──────── GIVEN DATA

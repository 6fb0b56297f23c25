//! # Repetitive Dive Processor
//!
//! Accounts for nitrogen left over from a previous dive (or from the ascent
//! to altitude) by adjusting the depth and bottom time fed to the resolver.
//!
//! ## Two Paths
//! - **Surface interval under 10 minutes after a dive**: the dives are one
//!   dive. Bottom times add up and the deeper of the two depths governs.
//! - **Otherwise**: the previous group decays through the surface interval
//!   credit table, then the residual nitrogen time (RNT) for the new group
//!   at the next dive's depth is added to the bottom time.
//!
//! An altitude exposure has no dive to merge with, so it always takes the
//! second path. Less than 10 minutes after arrival the credit table's first
//! interval applies.
//!
//! An interval longer than the credit table covers holds the group
//! unchanged. A "not permitted" RNT cell always fails the plan.

use crate::{error::PlanError, tables::ResidualNitrogen, tables::Tables, RepetitiveGroup};
use serde::{Deserialize, Serialize};
use tracing::{debug, info, warn};

/// Surface intervals shorter than this merge the two dives (min).
pub const COMBINED_DIVE_INTERVAL: u32 = 10;

/// Where the residual nitrogen comes from.
#[derive(Clone, Copy, Debug, PartialEq, Eq, Serialize, Deserialize)]
#[serde(rename_all = "snake_case")]
pub enum PriorSource {
    /// An earlier dive, described by its group and surface interval
    PreviousDive,
    /// Arrival at altitude less than 12 hours before the dive
    Altitude,
}

/// Residual nitrogen state carried into the current dive.
#[derive(Clone, Debug, PartialEq)]
pub struct PriorExposure {
    pub source: PriorSource,
    pub group: RepetitiveGroup,
    /// Minutes since surfacing (or since arriving at altitude)
    pub surface_interval: u32,
    /// Previous dive's bottom time (min); zero for altitude exposure
    pub previous_bottom_time: u32,
    /// Previous dive's depth (m); zero for altitude exposure
    pub previous_depth: f64,
}

/// How the adjustment was computed.
#[derive(Clone, Debug, PartialEq, Serialize, Deserialize)]
#[serde(tag = "path", rename_all = "snake_case")]
pub enum AdjustmentPath {
    /// Interval under 10 minutes: dives merged
    CombinedDive,
    /// Interval of 10 minutes or more: residual nitrogen time added
    ResidualNitrogen {
        new_group: RepetitiveGroup,
        /// True when the interval lay beyond the credit table
        group_held: bool,
        rnt_minutes: u32,
        /// RNT table depth the lookup rounded to (m)
        rnt_table_depth: f64,
    },
}

/// Effective dive parameters after accounting for residual nitrogen.
#[derive(Clone, Debug, PartialEq, Serialize, Deserialize)]
pub struct RepetitiveAdjustment {
    pub source: PriorSource,
    pub previous_group: RepetitiveGroup,
    pub surface_interval: u32,
    #[serde(flatten)]
    pub path: AdjustmentPath,
    pub effective_depth: f64,
    pub effective_bottom_time: u32,
}

/// Adjust the current dive (equivalent depth, bottom time) for `prior`.
pub fn adjust(
    tables: &Tables,
    prior: &PriorExposure,
    depth: f64,
    bottom_time: u32,
) -> Result<RepetitiveAdjustment, PlanError> {
    if prior.source == PriorSource::PreviousDive && prior.surface_interval < COMBINED_DIVE_INTERVAL
    {
        let effective_bottom_time = add_minutes(prior.previous_bottom_time, bottom_time)?;
        let effective_depth = prior.previous_depth.max(depth);
        info!(
            interval = prior.surface_interval,
            effective_depth, effective_bottom_time, "surface interval under 10 min, dives combined"
        );
        return Ok(RepetitiveAdjustment {
            source: prior.source,
            previous_group: prior.group,
            surface_interval: prior.surface_interval,
            path: AdjustmentPath::CombinedDive,
            effective_depth,
            effective_bottom_time,
        });
    }

    if !tables.has_transitions_for(prior.group) {
        return Err(PlanError::UnknownGroup(prior.group.letter()));
    }

    let credit_interval = prior.surface_interval.max(COMBINED_DIVE_INTERVAL);
    let (new_group, group_held) = match tables.transition(prior.group, credit_interval) {
        Some(group) => (group, false),
        None => {
            debug!(
                group = %prior.group,
                interval = prior.surface_interval,
                "interval beyond credit table, group held"
            );
            (prior.group, true)
        }
    };

    let not_permitted = || PlanError::RepetitiveNotPermitted {
        group: new_group,
        depth,
    };
    let (rnt_table_depth, rnt_minutes) = match tables.residual_nitrogen(new_group, depth) {
        Some((table_depth, ResidualNitrogen::Minutes(minutes))) => (table_depth, minutes),
        Some((table_depth, ResidualNitrogen::NotPermitted)) => {
            warn!(group = %new_group, table_depth, "repetitive dive not permitted");
            return Err(not_permitted());
        }
        None => {
            warn!(group = %new_group, depth, "next dive deeper than the residual nitrogen table");
            return Err(not_permitted());
        }
    };

    let effective_bottom_time = add_minutes(bottom_time, rnt_minutes)?;
    info!(
        previous = %prior.group,
        new = %new_group,
        rnt_minutes,
        effective_bottom_time,
        "residual nitrogen applied"
    );

    Ok(RepetitiveAdjustment {
        source: prior.source,
        previous_group: prior.group,
        surface_interval: prior.surface_interval,
        path: AdjustmentPath::ResidualNitrogen {
            new_group,
            group_held,
            rnt_minutes,
            rnt_table_depth,
        },
        effective_depth: depth,
        effective_bottom_time,
    })
}

fn add_minutes(a: u32, b: u32) -> Result<u32, PlanError> {
    a.checked_add(b).ok_or_else(|| {
        PlanError::InvalidInput(format!("effective bottom time {a} + {b} min is out of range"))
    })
}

────────────────

Only the lines above from the line containing "the current dive." through the line containing "(min); zero for altitude exposure" should be retyped, exactly and with both ends included.

/// Residual nitrogen state carried into the current dive.
#[derive(Clone, Debug, PartialEq)]
pub struct PriorExposure {
    pub source: PriorSource,
    pub group: RepetitiveGroup,
    /// Minutes since surfacing (or since arriving at altitude)
    pub surface_interval: u32,
    /// Previous dive's bottom time (min); zero for altitude exposure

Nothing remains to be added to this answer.